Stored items
//! Transient preview metadata for file selections.

use base64::Engine as _;
use serde::Serialize;
use serde_json::{json, Value};
use uuid::Uuid;

/// A file as handed over by the host's file-selection primitive
#[derive(Debug, Clone, Default)]
pub struct FileHandle {
    pub name: String,
    /// MIME type reported by the host, if any
    pub mime_type: Option<String>,
    pub size: u64,
    /// File bytes, when the host has them in memory
    pub contents: Option<Vec<u8>>,
}

impl FileHandle {
    pub fn new(name: impl Into<String>, mime_type: Option<&str>, size: u64) -> Self {
        Self {
            name: name.into(),
            mime_type: mime_type.map(String::from),
            size,
            contents: None,
        }
    }

    pub fn with_contents(mut self, contents: Vec<u8>) -> Self {
        self.size = contents.len() as u64;
        self.contents = Some(contents);
        self
    }
}

#[derive(Debug, Clone, PartialEq, Serialize)]
pub struct FilePreview {
    pub id: Uuid,
    pub name: String,
    pub mime_type: String,
    pub size: u64,
    pub display_size: String,
    /// Local `data:` URL, only for images
    #[serde(skip_serializing_if = "Option::is_none")]
    pub preview_url: Option<String>,
}

impl FilePreview {
    fn from_handle(handle: &FileHandle) -> Self {
        let mime_type = resolve_mime(handle);
        let preview_url = match &handle.contents {
            Some(bytes) if mime_type.starts_with("image/") => Some(format!(
                "data:{};base64,{}",
                mime_type,
                base64::engine::general_purpose::STANDARD.encode(bytes)
            )),
            _ => None,
        };

        Self {
            id: Uuid::new_v4(),
            name: handle.name.clone(),
            display_size: format_size(handle.size),
            size: handle.size,
            mime_type,
            preview_url,
        }
    }

    pub fn is_image(&self) -> bool {
        self.mime_type.starts_with("image/")
    }
}

/// Preview state for one file control; independent of form submission
#[derive(Debug, Clone, Default)]
pub struct FileUploadHandler {
    multiple: bool,
    previews: Vec<FilePreview>,
}

impl FileUploadHandler {
    pub fn new(multiple: bool) -> Self {
        Self {
            multiple,
            previews: Vec::new(),
        }
    }

    pub fn is_multiple(&self) -> bool {
        self.multiple
    }

    /// Replace the current selection. Single-file handlers keep the first file.
    pub fn select(&mut self, files: &[FileHandle]) -> &[FilePreview] {
        let take = if self.multiple { files.len() } else { files.len().min(1) };
        self.previews = files[..take].iter().map(FilePreview::from_handle).collect();
        tracing::debug!(count = self.previews.len(), "File selection updated");
        &self.previews
    }

    pub fn remove(&mut self, id: Uuid) -> Option<FilePreview> {
        let idx = self.previews.iter().position(|p| p.id == id)?;
        Some(self.previews.remove(idx))
    }

    pub fn clear(&mut self) {
        self.previews.clear();
    }

    pub fn previews(&self) -> &[FilePreview] {
        &self.previews
    }

    /// `[{name, type, size}]` for the current selection, as the form validates it.
    pub fn metadata(&self) -> Value {
        Value::Array(
            self.previews
                .iter()
                .map(|p| json!({ "name": p.name, "type": p.mime_type, "size": p.size }))
                .collect(),
        )
    }
}

fn resolve_mime(handle: &FileHandle) -> String {
    match handle.mime_type.as_deref().map(str::trim) {
        Some(mime) if !mime.is_empty() => mime.to_ascii_lowercase(),
        _ => mime_guess::from_path(&handle.name)
            .first_or_octet_stream()
            .to_string(),
    }
}

/// Human readable size: `512 B`, `1.5 KB`, `2.0 MB`.
pub fn format_size(bytes: u64) -> String {
    const UNITS: [&str; 4] = ["KB", "MB", "GB", "TB"];
    if bytes < 1024 {
        return format!("{} B", bytes);
    }
    let mut size = bytes as f64 / 1024.0;
    let mut unit = 0;
    while size >= 1024.0 && unit < UNITS.len() - 1 {
        size /= 1024.0;
        unit += 1;
    }
    format!("{:.1} {}", size, UNITS[unit])
}
use std::sync::Arc;
use tokio::sync::RwLock;

/// Bearer token shared by every request of a service instance.
#[derive(Clone, Default)]
pub struct TokenStore {
    token: Arc<RwLock<Option<String>>>,
}

impl TokenStore {
    pub fn new() -> Self {
        Self::default()
    }

    /// Set or clear the token; blank tokens clear it.
    pub async fn set(&self, token: Option<String>) {
        let mut current = self.token.write().await;
        *current = token.filter(|t| !t.trim().is_empty());
    }

    pub async fn get(&self) -> Option<String> {
        self.token.read().await.clone()
    }

    pub async fn clear(&self) {
        self.set(None).await;
    }
}

#[cfg(test)]
mod tests {
    use super::*;

    #[tokio::test]
    async fn test_set_and_clear() {
        let store = TokenStore::new();
        assert!(store.get().await.is_none());

        store.set(Some("abc".to_string())).await;
        assert_eq!(store.get().await.as_deref(), Some("abc"));

        store.set(Some("  ".to_string())).await;
        assert!(store.get().await.is_none());

        store.set(Some("abc".to_string())).await;
        store.clear().await;
        assert!(store.get().await.is_none());
    }
}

What is needed ::
All lines of the records above that contain the word "FileHandle" are to be copied out.

Result ::
pub struct FileHandle {
impl FileHandle {
    fn from_handle(handle: &FileHandle) -> Self {
    pub fn select(&mut self, files: &[FileHandle]) -> &[FilePreview] {
fn resolve_mime(handle: &FileHandle) -> String {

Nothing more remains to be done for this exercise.